演者 菅 敏樹(藤田保健衛生大・肝胆膵内科)
共同演者 高川 友花(藤田保健衛生大・肝胆膵内科), 大城 昌史(藤田保健衛生大・肝胆膵内科), 中岡 和徳(藤田保健衛生大・肝胆膵内科), 水野 裕子(藤田保健衛生大・肝胆膵内科), 嶋崎 宏明(藤田保健衛生大・肝胆膵内科), 中野 卓二(藤田保健衛生大・肝胆膵内科), 村尾 道人(藤田保健衛生大・肝胆膵内科), 新田 佳史(藤田保健衛生大・肝胆膵内科), 原田 雅生(藤田保健衛生大・肝胆膵内科), 川部 直人(藤田保健衛生大・肝胆膵内科), 橋本 千樹(藤田保健衛生大・肝胆膵内科), 吉岡 健太郎(藤田保健衛生大・肝胆膵内科)
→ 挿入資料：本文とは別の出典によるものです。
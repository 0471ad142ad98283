use anyhow::{Context, Result};
use clap::{Parser, Subcommand, ValueEnum};
use colored::Colorize;
use std::fs;
use std::path::PathBuf;

use irgen::ir::{AnnotationTag, FqName, IrTree, Name};
use irgen::{
    GeneratorConfig, IrBuilder, IrGenerationExtension, LogMessageCollector, PluginContext,
    PropertySpec, TemplateGenerator,
};

#[derive(Parser)]
#[command(name = "irgen")]
#[command(author, version, about = "IR generation plugin driver", long_about = None)]
struct Cli {
    #[command(subcommand)]
    command: Commands,

    /// Enable verbose output
    #[arg(short, long, global = true)]
    verbose: bool,
}

#[derive(Clone, Copy, Debug, ValueEnum)]
enum DumpFormat {
    /// Indented text, one node per line (default)
    #[value(name = "text")]
    Text,
    /// Pretty-printed JSON
    #[value(name = "json")]
    Json,
}

#[derive(Subcommand)]
enum Commands {
    /// Run the generator over a module and dump the result
    Generate {
        /// Free-form string argument, reported as a diagnostic
        #[arg(long, default_value = "")]
        string: String,

        /// Free-form file argument, reported as a diagnostic
        #[arg(long, default_value = "")]
        file: String,

        /// Load the generator configuration from a JSON file
        #[arg(long)]
        config: Option<PathBuf>,

        /// Dump the incoming tree before generation
        #[arg(long)]
        dump_tree: bool,

        /// Start from a sample module instead of an empty one
        #[arg(long)]
        sample: bool,

        /// Output format of the final tree
        #[arg(long = "format", value_enum, default_value = "text")]
        format: DumpFormat,
    },

    /// List the declarations known to the stdlib symbol table
    Symbols {
        /// Only show overloads of this fully-qualified name
        name: Option<String>,
    },
}

fn main() -> Result<()> {
    // Initialize logger before parsing CLI args
    env_logger::Builder::from_env(env_logger::Env::default().default_filter_or("info")).init();

    let cli = Cli::parse();

    // Set log level based on verbose flag
    if cli.verbose {
        log::set_max_level(log::LevelFilter::Debug);
    }

    let result = match cli.command {
        Commands::Generate {
            string,
            file,
            config,
            dump_tree,
            sample,
            format,
        } => load_config(config, string, file, dump_tree)
            .and_then(|config| generate(config, sample, format)),
        Commands::Symbols { name } => symbols(name),
    };

    if let Err(e) = result {
        eprintln!("{}: {:#}", "error".red().bold(), e);
        std::process::exit(1);
    }

    Ok(())
}

/// Merge the optional config file with the command line flags
fn load_config(
    path: Option<PathBuf>,
    string: String,
    file: String,
    dump_tree: bool,
) -> Result<GeneratorConfig> {
    let mut config = match path {
        Some(path) => {
            let text = fs::read_to_string(&path)
                .with_context(|| format!("Failed to read config file: {:?}", path))?;
            serde_json::from_str(&text)
                .with_context(|| format!("Invalid generator config: {:?}", path))?
        }
        None => GeneratorConfig::default(),
    };

    if !string.is_empty() {
        config.string = string;
    }
    if !file.is_empty() {
        config.file = file;
    }
    config.dump_tree |= dump_tree;
    Ok(config)
}

/// A module with one `@SuspendProp var counter: Int` property
fn sample_module(ctx: &PluginContext) -> Result<IrTree> {
    let mut tree = IrTree::new(Name::special("<sample>"), &ctx.builtins);
    let root = tree.root();

    let property = {
        let mut builder = IrBuilder::new(ctx, &mut tree).in_package("sample");
        let int = builder.context().builtins.int_type();
        let property = builder.build_property(PropertySpec::var(Name::identifier("counter"), int))?;
        builder.add_getter(property, |body| {
            let zero = body.build_int(0)?;
            body.push_return(zero)?;
            Ok(())
        })?;
        builder.annotate(property, AnnotationTag::SuspendProp, Vec::new())?;
        property
    };
    tree.append_child(root, property)?;
    Ok(tree)
}

fn generate(config: GeneratorConfig, sample: bool, format: DumpFormat) -> Result<()> {
    let ctx = PluginContext::with_stdlib();
    let mut tree = if sample {
        sample_module(&ctx)?
    } else {
        IrTree::new(Name::special("<main>"), &ctx.builtins)
    };

    log::info!("Running generator (string={:?}, file={:?})", config.string, config.file);
    let mut generator = TemplateGenerator::new(LogMessageCollector, config);
    generator
        .generate(&mut tree, &ctx)
        .context("IR generation failed")?;

    println!("{}", "=== IR ===".blue().bold());
    let root = tree.root();
    match format {
        DumpFormat::Text => print!("{}", tree.dump(root)?),
        DumpFormat::Json => println!("{}", tree.dump_json(root)?),
    }
    println!("{}: generation finished", "success".green().bold());
    Ok(())
}

fn symbols(name: Option<String>) -> Result<()> {
    let ctx = PluginContext::with_stdlib();
    let names: Vec<FqName> = match name {
        Some(name) => vec![FqName::new(name)],
        None => vec![FqName::new("std.io.println"), FqName::new("std.io.print")],
    };

    for name in names {
        let overloads = ctx.symbols.references(&name);
        if overloads.is_empty() {
            anyhow::bail!("No declarations named {}", name);
        }
        for symbol in overloads {
            let params: Vec<String> = symbol
                .value_parameters()
                .iter()
                .map(ToString::to_string)
                .collect();
            println!(
                "{} ({}): {}",
                symbol.fq_name().to_string().cyan(),
                params.join(", "),
                symbol.return_type()
            );
        }
    }
    Ok(())
}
抄録 【目的】C型慢性肝炎に対するTelaprevir,Ribavirin,PEG-IFNα2b による3剤併用療法における,適切なTelaprevir開始量およびIL28BとITPAのSNP測定の有用性を明らかにするため当院での治療成績について検討した.【方法】治験例4例および2012年2月より2013年1月まで当院で3剤併用療法を開始した27例,計31例を対象とした.性別は男15例,女16例,年齢54.6±7.5歳.治療歴は初回13例,再燃例15例,無効例3例であった.Telaprevirの開始量は2250mg15例,1500mg15例,750mg1例であった.【成績】治療終了時のHCVRNA陰性化率はTelaprevir開始量2250mg群100%,1500mg以下群86%と終了時までは差は認めなかった.IL28BのSNP別に検討した結果,HCVRNA陰性化率は,開始4週までは差は認めなかった.中止例は3例であった.中止理由はそれぞれS-J症候群,皮疹,倦怠感であり,Telaprevir開始量はすべて2250mgであった.再燃例は3例であった.1例はIL28BSNPTG例であり,他の2例はTT例であったが,前回治療は無効であった.2250mg群と1500mg以下群に分けて開始後24週まで検討した結果,Telaprevir内服中にHb値および血小板数の低下に差は認めなかった.クレアチニン値および尿酸値の上昇についてはTelaprevir開始量による有意差は認めなかった.ITPAのSNP別に検討した結果,CC群ではCA/AA群に比べて2週後,4週後,16週後に有意にHb値の低下が高度であった.血小板数の低下に関してはCA/AA群ではCC群に比べて2週後,4週後,6週後に有意に血小板数の低下が高度であった.【結論】HCVRNA陰性化率はTelaprevir開始量およびIL28BSNPによる差は認めなかった.またITPAのSNPによるHb値と血小板数低下の差が確認された.最終的なSVRにIL28BおよびITPAのSNPやTelaprevirの投与開始量が関与するかどうか今後検討したい.